Metric space and boundedness

**manjohn12** · December 6th 2008, 03:55 PM

Prove: Let $X$ be a metric space, let $a \in X$ be a limit point of $X$ , and let $f: X \to \mathbb{R}$ be a function. Suppose that $\lim_{x\to a} f(x) = L$ . For all $K \in \mathbb{R}$ such that $|L| < K$ , there exists $\delta > 0$ such that if $x \in B_{\delta}(a) \ \backslash \{a \}$ then $|f(x)| < K$

In other words $-K < f(x) < K$ for some deleted $\delta$ -ball about $a$ . How would you show this? What value of $\delta$ would you pick?

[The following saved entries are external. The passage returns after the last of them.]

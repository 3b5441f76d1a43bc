//! SnappMarket product-page extractor (rendered).
//!
//! The buy box nests the amount inside several absolutely-positioned
//! wrappers that confuse text flattening, so the primary strategy runs a
//! small script in-page and reads the node's `textContent` directly; the
//! serialized DOM only backs up the script result.

use std::sync::Arc;

use async_trait::async_trait;

use crate::browser::PagePool;
use crate::error::ScrapeError;
use crate::numerals::{parse_price, PriceRules};
use crate::sites::{extract, SiteExtractor, SiteId};

const PRICE_RULES: PriceRules = PriceRules::with_floor(1_000);

const PRICE_SCRIPT: &str = r#"
(() => {
    const el = document.querySelector('section[data-testid="buy-box"] [data-testid="price"]')
        || document.querySelector('section.product-detail span.price-value');
    return el ? el.textContent : null;
})()
"#;

const PRICE_SCOPES: &[&str] = &[
    "section[data-testid=\"buy-box\"] [data-testid=\"price\"]",
    "section.product-detail span.price-value",
];

const UNAVAILABLE_MARKERS: &[&str] = &["موجودی تمام شد"];

pub(super) struct SnappMarket {
    pool: Arc<PagePool>,
}

impl SnappMarket {
    pub(super) fn new(pool: Arc<PagePool>) -> Self {
        Self { pool }
    }
}

#[async_trait]
impl SiteExtractor for SnappMarket {
    fn site(&self) -> SiteId {
        SiteId::SnappMarket
    }

    async fn extract(&self, url: &str) -> Result<u64, ScrapeError> {
        let rendered = self.pool.render(url, Some(PRICE_SCRIPT)).await?;

        if let Some(price) = rendered
            .evaluated
            .as_deref()
            .and_then(|text| parse_price(text, &PRICE_RULES))
        {
            return Ok(price);
        }

        price_from_html(&rendered.html)
    }
}

fn price_from_html(html: &str) -> Result<u64, ScrapeError> {
    if let Some(price) = extract::select_price(html, PRICE_SCOPES, &PRICE_RULES) {
        return Ok(price);
    }
    let text = extract::page_text(html);
    if let Some(price) = extract::scan_text_prices(&text, &PRICE_RULES).first().copied() {
        return Ok(price);
    }
    if extract::is_unavailable(&text, UNAVAILABLE_MARKERS) {
        return Err(ScrapeError::Unavailable);
    }
    Err(ScrapeError::PriceNotFound)
}

#[cfg(test)]
mod tests {
    use super::*;

    #[test]
    fn dom_fallback_reads_buy_box() {
        let html = r#"
            <section data-testid="buy-box"><span data-testid="price">۸۷,۵۰۰ تومان</span></section>
        "#;
        assert_eq!(price_from_html(html).unwrap(), 87_500);
    }

    #[test]
    fn evaluated_text_parses_through_shared_rules() {
        assert_eq!(
            parse_price("  ۸۷,۵۰۰ تومان ", &PRICE_RULES),
            Some(87_500)
        );
    }

    #[test]
    fn stockout_phrase_is_unavailable() {
        let html = "<div>موجودی تمام شد</div>";
        assert!(matches!(
            price_from_html(html),
            Err(ScrapeError::Unavailable)
        ));
    }
}
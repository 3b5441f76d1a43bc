//! Banimode product-page extractor.
//!
//! Fashion storefront; discounted items render both the struck-through
//! original and the sale price, so the sale-price class is tried first.

use std::sync::Arc;

use async_trait::async_trait;

use crate::error::ScrapeError;
use crate::fetch::FetchClient;
use crate::numerals::PriceRules;
use crate::sites::{extract, SiteExtractor, SiteId};

const PRICE_RULES: PriceRules = PriceRules::with_floor(1_000);

const PRICE_SCOPES: &[&str] = &[
    "div.product-detail span.new-price",
    "div.product-detail span.product-price",
];

const UNAVAILABLE_MARKERS: &[&str] = &["سایز مورد نظر موجود نیست"];

pub(super) struct Banimode {
    fetch: Arc<FetchClient>,
}

impl Banimode {
    pub(super) fn new(fetch: Arc<FetchClient>) -> Self {
        Self { fetch }
    }
}

#[async_trait]
impl SiteExtractor for Banimode {
    fn site(&self) -> SiteId {
        SiteId::Banimode
    }

    async fn extract(&self, url: &str) -> Result<u64, ScrapeError> {
        let html = self.fetch.get_html(url).await?;
        price_from_html(&html)
    }
}

fn price_from_html(html: &str) -> Result<u64, ScrapeError> {
    if let Some(price) = extract::jsonld_price(html, &PRICE_RULES) {
        return Ok(price);
    }
    if let Some(price) = extract::select_price(html, PRICE_SCOPES, &PRICE_RULES) {
        return Ok(price);
    }
    let text = extract::page_text(html);
    if let Some(price) = extract::scan_text_prices(&text, &PRICE_RULES).first().copied() {
        return Ok(price);
    }
    if extract::is_unavailable(&text, UNAVAILABLE_MARKERS) {
        return Err(ScrapeError::Unavailable);
    }
    Err(ScrapeError::PriceNotFound)
}
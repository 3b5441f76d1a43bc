//! Crawl orchestration: runs the site extractors over a refresh batch
//! under nested concurrency limiters.
//!
//! Products move through an outer limiter and each product's URLs through
//! an inner one, capping total in-flight extractions at
//! `product_concurrency × url_concurrency`. One entry's failure never
//! aborts its siblings; every failure degrades into that entry's recorded
//! state and a line in the run summary.

use std::sync::Arc;

use async_trait::async_trait;
use chrono::{DateTime, Duration, Utc};
use futures::stream::{self, StreamExt};
use uuid::Uuid;

use pricewatch_core::{AppConfig, CrawlResult, ProductAggregate, TrackedProduct};
use pricewatch_scraper::Dispatcher;

use crate::aggregate::aggregate;
use crate::lock::CategoryLocks;
use crate::store::{CatalogStore, ProductFilter};
use crate::EngineError;

/// The single crawl seam the orchestrator depends on. Production uses
/// [`Dispatcher`]; tests substitute a scripted implementation.
#[async_trait]
pub trait Crawler: Send + Sync {
    /// Crawls one URL, folding every failure (including dispatch failures
    /// such as an unknown site hint) into the returned [`CrawlResult`].
    async fn crawl_url(&self, url: &str, site_hint: Option<&str>) -> CrawlResult;
}

#[async_trait]
impl Crawler for Dispatcher {
    async fn crawl_url(&self, url: &str, site_hint: Option<&str>) -> CrawlResult {
        match self.resolve(url, site_hint) {
            Ok(extractor) => extractor.crawl(url).await,
            Err(err) => CrawlResult::fail(err.to_string()),
        }
    }
}

/// Tuning for one refresh run.
#[derive(Debug, Clone)]
pub struct RefreshOptions {
    /// Outer limiter: products processed concurrently.
    pub product_concurrency: usize,
    /// Inner limiter: URLs crawled concurrently within one product.
    pub url_concurrency: usize,
    /// Products updated more recently than this are skipped.
    pub min_refresh_interval: Duration,
    /// Injected clock for deterministic tests; `None` uses `Utc::now()`.
    pub now: Option<DateTime<Utc>>,
}

impl Default for RefreshOptions {
    fn default() -> Self {
        Self {
            product_concurrency: 2,
            url_concurrency: 5,
            min_refresh_interval: Duration::minutes(10),
            now: None,
        }
    }
}

impl RefreshOptions {
    #[must_use]
    pub fn from_config(config: &AppConfig) -> Self {
        Self {
            product_concurrency: config.product_concurrency,
            url_concurrency: config.url_concurrency,
            min_refresh_interval: Duration::minutes(config.min_refresh_interval_mins),
            now: None,
        }
    }

    fn now(&self) -> DateTime<Utc> {
        self.now.unwrap_or_else(Utc::now)
    }
}

/// Result of one refresh run, handed back to the triggering caller.
#[derive(Debug)]
pub struct RefreshSummary {
    /// Products selected by the filter, including skipped ones.
    pub total: usize,
    pub refreshed: usize,
    pub skipped: usize,
    /// One line per degraded unit: failed URL crawls and persist errors.
    pub errors: Vec<String>,
    pub products: Vec<RefreshedProduct>,
}

/// Per-product outcome of a refresh run.
#[derive(Debug)]
pub struct RefreshedProduct {
    pub id: Uuid,
    pub name: String,
    pub aggregate: ProductAggregate,
}

struct ProductOutcome {
    product: RefreshedProduct,
    errors: Vec<String>,
}

/// Drives refresh runs: selection, skip policy, bounded fan-out, merge,
/// aggregation, and persistence.
pub struct Orchestrator {
    crawler: Arc<dyn Crawler>,
    store: Arc<dyn CatalogStore>,
    locks: CategoryLocks,
}

impl Orchestrator {
    #[must_use]
    pub fn new(
        crawler: Arc<dyn Crawler>,
        store: Arc<dyn CatalogStore>,
        locks: CategoryLocks,
    ) -> Self {
        Self {
            crawler,
            store,
            locks,
        }
    }

    /// Runs one refresh over the products selected by `filter`.
    ///
    /// When the filter names a category, the category lock is held for the
    /// duration of the run; a concurrent request for the same category is
    /// rejected with [`EngineError::CategoryBusy`] instead of queueing.
    ///
    /// # Errors
    ///
    /// - [`EngineError::CategoryBusy`] — the category is already refreshing.
    /// - [`EngineError::Store`] — the initial product load failed. Failures
    ///   after that point degrade into the summary's error list instead.
    pub async fn refresh(
        &self,
        filter: &ProductFilter,
        options: &RefreshOptions,
    ) -> Result<RefreshSummary, EngineError> {
        let _category_guard = match &filter.category {
            Some(category) => Some(
                self.locks
                    .try_acquire(category)
                    .ok_or_else(|| EngineError::CategoryBusy(category.clone()))?,
            ),
            None => None,
        };

        let products = self.store.load_products(filter).await?;
        let total = products.len();
        let now = options.now();

        let mut skipped = 0usize;
        let mut to_refresh = Vec::new();
        for product in products {
            match skip_reason(&product, now, options.min_refresh_interval) {
                Some(reason) => {
                    tracing::debug!(product = %product.name, reason, "skipping product");
                    skipped += 1;
                }
                None => to_refresh.push(product),
            }
        }

        let outcomes: Vec<ProductOutcome> = stream::iter(to_refresh)
            .map(|product| self.refresh_product(product, options))
            .buffer_unordered(options.product_concurrency.max(1))
            .collect()
            .await;

        let mut errors = Vec::new();
        let mut refreshed = Vec::new();
        for outcome in outcomes {
            errors.extend(outcome.errors);
            refreshed.push(outcome.product);
        }

        tracing::info!(
            total,
            refreshed = refreshed.len(),
            skipped,
            errors = errors.len(),
            "refresh run complete"
        );

        Ok(RefreshSummary {
            total,
            refreshed: refreshed.len(),
            skipped,
            errors,
            products: refreshed,
        })
    }

    /// Crawls every URL of one product, merges the results, and persists
    /// the updated entries plus the recomputed aggregate.
    async fn refresh_product(
        &self,
        mut product: TrackedProduct,
        options: &RefreshOptions,
    ) -> ProductOutcome {
        let targets: Vec<(usize, String, Option<String>)> = product
            .urls
            .iter()
            .enumerate()
            .map(|(idx, entry)| (idx, entry.url.clone(), entry.site.clone()))
            .collect();

        // collect() yields in completion order, which is exactly the order
        // history points must be appended in.
        let results: Vec<(usize, CrawlResult)> = stream::iter(targets)
            .map(|(idx, url, site)| {
                let crawler = Arc::clone(&self.crawler);
                async move { (idx, crawler.crawl_url(&url, site.as_deref()).await) }
            })
            .buffer_unordered(options.url_concurrency.max(1))
            .collect()
            .await;

        let mut errors = Vec::new();
        for (idx, result) in results {
            let Some(entry) = product.urls.get_mut(idx) else {
                continue;
            };
            match (result.success, result.price) {
                (true, Some(price)) => entry.record_success(price, options.now()),
                _ => {
                    let message = result
                        .error
                        .unwrap_or_else(|| "crawl failed".to_string());
                    errors.push(format!("{} ({}): {message}", product.name, entry.url));
                    entry.record_failure(message);
                }
            }
        }

        let agg = aggregate(&product.urls);
        if let Err(err) = self
            .store
            .persist_product(product.id, &product.urls, &agg)
            .await
        {
            tracing::error!(product = %product.name, error = %err, "failed to persist refreshed product");
            errors.push(format!("{}: {err}", product.name));
        }

        ProductOutcome {
            product: RefreshedProduct {
                id: product.id,
                name: product.name,
                aggregate: agg,
            },
            errors,
        }
    }
}

/// Why a product sits out this run, if it does.
fn skip_reason(
    product: &TrackedProduct,
    now: DateTime<Utc>,
    min_interval: Duration,
) -> Option<&'static str> {
    if product.disabled {
        return Some("disabled");
    }
    if product.urls.is_empty() {
        return Some("no tracked URLs");
    }
    if now.signed_duration_since(product.updated_at) < min_interval {
        return Some("refreshed recently");
    }
    None
}
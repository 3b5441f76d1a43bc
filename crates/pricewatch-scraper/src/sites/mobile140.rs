//! Mobile140 product-page extractor.
//!
//! Prices are listed in rial, so the plausibility floor sits an order of
//! magnitude above the toman sites; without it the text scan promotes
//! installment-plan month counts to prices.

use std::sync::Arc;

use async_trait::async_trait;

use crate::error::ScrapeError;
use crate::fetch::FetchClient;
use crate::numerals::PriceRules;
use crate::sites::{extract, SiteExtractor, SiteId};

const PRICE_RULES: PriceRules = PriceRules::with_floor(10_000);

const PRICE_SCOPES: &[&str] = &[
    "div.product-info span.sale-price",
    "div.product-info span.price",
];

const UNAVAILABLE_MARKERS: &[&str] = &["به من اطلاع بده", "تامین کننده ندارد"];

pub(super) struct Mobile140 {
    fetch: Arc<FetchClient>,
}

impl Mobile140 {
    pub(super) fn new(fetch: Arc<FetchClient>) -> Self {
        Self { fetch }
    }
}

#[async_trait]
impl SiteExtractor for Mobile140 {
    fn site(&self) -> SiteId {
        SiteId::Mobile140
    }

    async fn extract(&self, url: &str) -> Result<u64, ScrapeError> {
        let html = self.fetch.get_html(url).await?;
        price_from_html(&html)
    }
}

fn price_from_html(html: &str) -> Result<u64, ScrapeError> {
    if let Some(price) = extract::jsonld_price(html, &PRICE_RULES) {
        return Ok(price);
    }
    if let Some(price) = extract::select_price(html, PRICE_SCOPES, &PRICE_RULES) {
        return Ok(price);
    }
    let text = extract::page_text(html);
    if let Some(price) = extract::scan_text_prices(&text, &PRICE_RULES).first().copied() {
        return Ok(price);
    }
    if extract::is_unavailable(&text, UNAVAILABLE_MARKERS) {
        return Err(ScrapeError::Unavailable);
    }
    Err(ScrapeError::PriceNotFound)
}

#[cfg(test)]
mod tests {
    use super::*;

    #[test]
    fn rial_price_is_extracted_from_product_info() {
        let html = r#"<div class="product-info"><span class="sale-price">۲۵۴,۰۰۰,۰۰۰ ریال</span></div>"#;
        assert_eq!(price_from_html(html).unwrap(), 254_000_000);
    }

    #[test]
    fn rial_floor_drops_installment_month_counts() {
        // "12 ماه" styled text near a ریال suffix must not be taken as a price.
        let html = "<main><p>پرداخت در 12 قسط — قیمت ۲۵۴,۰۰۰,۰۰۰ ریال</p></main>";
        assert_eq!(price_from_html(html).unwrap(), 254_000_000);
    }

    #[test]
    fn notify_me_widget_reads_as_unavailable() {
        let html = "<button>به من اطلاع بده</button>";
        assert!(matches!(
            price_from_html(html),
            Err(ScrapeError::Unavailable)
        ));
    }
}
//! Basalam product-page extractor.
//!
//! Marketplace of small vendors on Next.js; the state blob nests the
//! vendor's `price` under the product payload. Marketplace pages also
//! carry many other vendors' prices in "similar products", which is why
//! the DOM fallback stays inside the vendor card.

use std::sync::Arc;

use async_trait::async_trait;

use crate::error::ScrapeError;
use crate::fetch::FetchClient;
use crate::numerals::PriceRules;
use crate::sites::{extract, SiteExtractor, SiteId};

const PRICE_RULES: PriceRules = PriceRules::with_floor(1_000);

const STATE_KEYS: &[&str] = &["price", "primaryPrice"];

const PRICE_SCOPES: &[&str] = &[
    "div[data-testid=\"vendor-card\"] span[data-testid=\"product-price\"]",
    "div[data-testid=\"vendor-card\"] span[class*=\"price\"]",
];

const UNAVAILABLE_MARKERS: &[&str] = &["غرفه‌دار فعلا این محصول را نمی‌فروشد"];

pub(super) struct Basalam {
    fetch: Arc<FetchClient>,
}

impl Basalam {
    pub(super) fn new(fetch: Arc<FetchClient>) -> Self {
        Self { fetch }
    }
}

#[async_trait]
impl SiteExtractor for Basalam {
    fn site(&self) -> SiteId {
        SiteId::Basalam
    }

    async fn extract(&self, url: &str) -> Result<u64, ScrapeError> {
        let html = self.fetch.get_html(url).await?;
        price_from_html(&html)
    }
}

fn price_from_html(html: &str) -> Result<u64, ScrapeError> {
    if let Some(price) = extract::next_data_price(html, STATE_KEYS, &PRICE_RULES) {
        return Ok(price);
    }
    if let Some(price) = extract::select_price(html, PRICE_SCOPES, &PRICE_RULES) {
        return Ok(price);
    }
    let text = extract::page_text(html);
    if let Some(price) = extract::scan_text_prices(&text, &PRICE_RULES).first().copied() {
        return Ok(price);
    }
    if extract::is_unavailable(&text, UNAVAILABLE_MARKERS) {
        return Err(ScrapeError::Unavailable);
    }
    Err(ScrapeError::PriceNotFound)
}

**ThePerfectHacker** · December 6th 2008, 05:41 PM

Originally Posted by manjohn12

Prove: Let $X$ be a metric space, let $a \in X$ be a limit point of $X$ , and let $f: X \to \mathbb{R}$ be a function. Suppose that $\lim_{x\to a} f(x) = L$ . For all $K \in \mathbb{R}$ such that $|L| < K$ , there exists $\delta > 0$ such that if $x \in B_{\delta}(a) \ \backslash \{a \}$ then $|f(x)| < K$

Pick $\epsilon > 0$ so that $|L| + \epsilon < K$ . This means that $|L| < K - \epsilon \implies - K + \epsilon < L < K - \epsilon$ .

Now this means there is $\delta>0$ so that $0 < d(x,a) < \delta \text{ and }x\in X\implies |f(x) - L| < \epsilon$ .

But that means $L - \epsilon < f(x) < L + \epsilon \implies (-K + \epsilon) - \epsilon < f(x) < (K+\epsilon) - \epsilon$ so $- K < f(x) < K \implies |f(x)| < K$ .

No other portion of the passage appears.